Guest post written on behalf of the Council of State Neurosurgical Societies’ (CSNS) Communications and Education Committee
Maya A. Babu, MD, MBA (left)
Neurosurgical Resident, Mayo Clinic
Vice-Chair, CSNS Communications and Education Committee
Medical liability and the need for tort reform have been surprisingly absent in current healthcare policy debates. Our current medical liability system evolved as a mechanism to compensate patients when there is a proven breach in the standard of care as a direct or proximate cause of an individual’s injury. Many now agree, however, that the system has ceased to function for both our patients and for healthcare providers. In addition, the medical liability system is an important factor in driving up healthcare costs. The nonpartisan Congressional Budget Office (CBO) estimates that comprehensive tort reform would save the federal government approximately $60 billion.
Physicians from every specialty — neurosurgeons, in particular — can attest to defensive medicine practices in response to the current liability climate. While many state legislatures have enacted medical liability reforms — including reasonable limits on non-economic damages — with considerable benefit, federal efforts to enact similar measures have failed. A piece in JAMA on the medical liability climate and prospects for reform suggests that alternative, non-traditional approaches, may have promise as they address the high costs related to litigation. These include:
- Communication-and-resolution programs;
- Notification and apology laws;
- Safe harbor legislation;
- Judge-directed negotiation; and
- Administrative compensation systems.
The National Practitioner Data Bank and many state regulatory bodies have yet to adapt their registry requirements to transparency-based systems in which reports of errors and settlements may indicate that care is becoming safer, not more dangerous as process improvements are being adopted.
Given the current partisan climate in politics, tort reform has become increasingly difficult to imagine. In California, for example, there was the highly contentious Proposition 46. This called for an increase in the state’s cap on noneconomic damages, despite the fact that for over 40 years Medical Injury Compensation Reform Act’s (MICRA) reforms have ensured a highly stable system. Ultimately, following a heated debate primarily between trial lawyers, medical associations and the business community, two-thirds of California voters rejected Prop 46, keeping in place this beneficial, pro-patient reform measure.
Given the failure of legislative action, physicians and insurers have increasingly sought alternative approaches to mitigate risk, including communication-and-resolution programs which recommend engaging patients.
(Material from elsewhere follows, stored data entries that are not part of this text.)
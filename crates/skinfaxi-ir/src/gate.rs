//! Quantum gate types.

use serde::{Deserialize, Serialize};

use crate::error::{IrError, IrResult};

/// Standard gates with known semantics.
///
/// Rotation angles are concrete `f64` radians; this IR has no symbolic
/// parameters because every circuit is fully bound at build time.
#[derive(Debug, Clone, PartialEq, Serialize, Deserialize)]
pub enum StandardGate {
    // Single-qubit Pauli gates
    /// Identity gate.
    I,
    /// Pauli-X gate.
    X,
    /// Pauli-Y gate.
    Y,
    /// Pauli-Z gate.
    Z,

    // Single-qubit Clifford gates
    /// Hadamard gate.
    H,
    /// S gate (sqrt(Z)).
    S,
    /// S-dagger gate.
    Sdg,
    /// T gate (fourth root of Z).
    T,
    /// T-dagger gate.
    Tdg,

    // Single-qubit rotation gates
    /// Rotation around X axis.
    Rx(f64),
    /// Rotation around Y axis.
    Ry(f64),
    /// Rotation around Z axis.
    Rz(f64),
    /// Phase gate.
    P(f64),

    // Two-qubit gates
    /// Controlled-X (CNOT) gate.
    CX,
    /// Controlled-Y gate.
    CY,
    /// Controlled-Z gate.
    CZ,
    /// Controlled-Hadamard gate.
    CH,
    /// SWAP gate.
    Swap,
    /// Controlled rotation around Z.
    CRz(f64),
    /// Controlled phase gate.
    CP(f64),

    // Three-qubit gates
    /// Toffoli gate (CCX).
    CCX,
}

impl StandardGate {
    /// Get the OpenQASM 3 name of this gate.
    #[inline]
    pub fn name(&self) -> &'static str {
        match self {
            StandardGate::I => "id",
            StandardGate::X => "x",
            StandardGate::Y => "y",
            StandardGate::Z => "z",
            StandardGate::H => "h",
            StandardGate::S => "s",
            StandardGate::Sdg => "sdg",
            StandardGate::T => "t",
            StandardGate::Tdg => "tdg",
            StandardGate::Rx(_) => "rx",
            StandardGate::Ry(_) => "ry",
            StandardGate::Rz(_) => "rz",
            StandardGate::P(_) => "p",
            StandardGate::CX => "cx",
            StandardGate::CY => "cy",
            StandardGate::CZ => "cz",
            StandardGate::CH => "ch",
            StandardGate::Swap => "swap",
            StandardGate::CRz(_) => "crz",
            StandardGate::CP(_) => "cp",
            StandardGate::CCX => "ccx",
        }
    }

    /// Number of qubits this gate acts on.
    pub fn num_qubits(&self) -> usize {
        match self {
            StandardGate::I
            | StandardGate::X
            | StandardGate::Y
            | StandardGate::Z
            | StandardGate::H
            | StandardGate::S
            | StandardGate::Sdg
            | StandardGate::T
            | StandardGate::Tdg
            | StandardGate::Rx(_)
            | StandardGate::Ry(_)
            | StandardGate::Rz(_)
            | StandardGate::P(_) => 1,
            StandardGate::CX
            | StandardGate::CY
            | StandardGate::CZ
            | StandardGate::CH
            | StandardGate::Swap
            | StandardGate::CRz(_)
            | StandardGate::CP(_) => 2,
            StandardGate::CCX => 3,
        }
    }

    /// Rotation parameter, if the gate carries one.
    pub fn parameter(&self) -> Option<f64> {
        match self {
            StandardGate::Rx(t)
            | StandardGate::Ry(t)
            | StandardGate::Rz(t)
            | StandardGate::P(t)
            | StandardGate::CRz(t)
            | StandardGate::CP(t) => Some(*t),
            _ => None,
        }
    }

    /// Look up a gate by OpenQASM 3 name with an optional parameter.
    ///
    /// Used by the custom-circuit builder to resolve user-supplied gate
    /// names. Parameterized gates require `param`; fixed gates ignore it.
    pub fn from_name(name: &str, param: Option<f64>) -> IrResult<Self> {
        let gate = match name.to_lowercase().as_str() {
            "id" | "i" => StandardGate::I,
            "x" => StandardGate::X,
            "y" => StandardGate::Y,
            "z" => StandardGate::Z,
            "h" => StandardGate::H,
            "s" => StandardGate::S,
            "sdg" => StandardGate::Sdg,
            "t" => StandardGate::T,
            "tdg" => StandardGate::Tdg,
            "rx" => StandardGate::Rx(param.ok_or_else(|| missing_param("rx"))?),
            "ry" => StandardGate::Ry(param.ok_or_else(|| missing_param("ry"))?),
            "rz" => StandardGate::Rz(param.ok_or_else(|| missing_param("rz"))?),
            "p" | "phase" => StandardGate::P(param.ok_or_else(|| missing_param("p"))?),
            "cx" | "cnot" => StandardGate::CX,
            "cy" => StandardGate::CY,
            "cz" => StandardGate::CZ,
            "ch" => StandardGate::CH,
            "swap" => StandardGate::Swap,
            "crz" => StandardGate::CRz(param.ok_or_else(|| missing_param("crz"))?),
            "cp" => StandardGate::CP(param.ok_or_else(|| missing_param("cp"))?),
            "ccx" | "toffoli" => StandardGate::CCX,
            other => return Err(IrError::UnknownGate(other.to_string())),
        };
        Ok(gate)
    }
}

fn missing_param(name: &str) -> IrError {
    IrError::InvalidInstruction(format!("gate '{name}' requires a rotation parameter"))
}

#[cfg(test)]
mod tests {
    use super::*;

    #[test]
    fn test_gate_names() {
        assert_eq!(StandardGate::H.name(), "h");
        assert_eq!(StandardGate::CX.name(), "cx");
        assert_eq!(StandardGate::CP(1.0).name(), "cp");
    }

    #[test]
    fn test_gate_arity() {
        assert_eq!(StandardGate::H.num_qubits(), 1);
        assert_eq!(StandardGate::Swap.num_qubits(), 2);
        assert_eq!(StandardGate::CCX.num_qubits(), 3);
    }

    #[test]
    fn test_from_name() {
        assert_eq!(StandardGate::from_name("h", None).unwrap(), StandardGate::H);
        assert_eq!(
            StandardGate::from_name("CNOT", None).unwrap(),
            StandardGate::CX
        );
        assert_eq!(
            StandardGate::from_name("rz", Some(0.5)).unwrap(),
            StandardGate::Rz(0.5)
        );
        assert!(StandardGate::from_name("rz", None).is_err());
        assert!(matches!(
            StandardGate::from_name("frobnicate", None),
            Err(IrError::UnknownGate(_))
        ));
    }
}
These programs are highly appealing for patient-centric physicians. At their core, these programs ensure that if something unexpected occurs, communication, compassion and a genuine commitment to preventing future harm, are valuable. Developing process improvements should be a part of the solution to improving the current flaws in the medical liability system, which will benefit patients in the future.
Neurosurgeons believe improving the quality and efficiency of healthcare must include medical liability reforms that can address the current inefficient, punitive and costly medical liability system.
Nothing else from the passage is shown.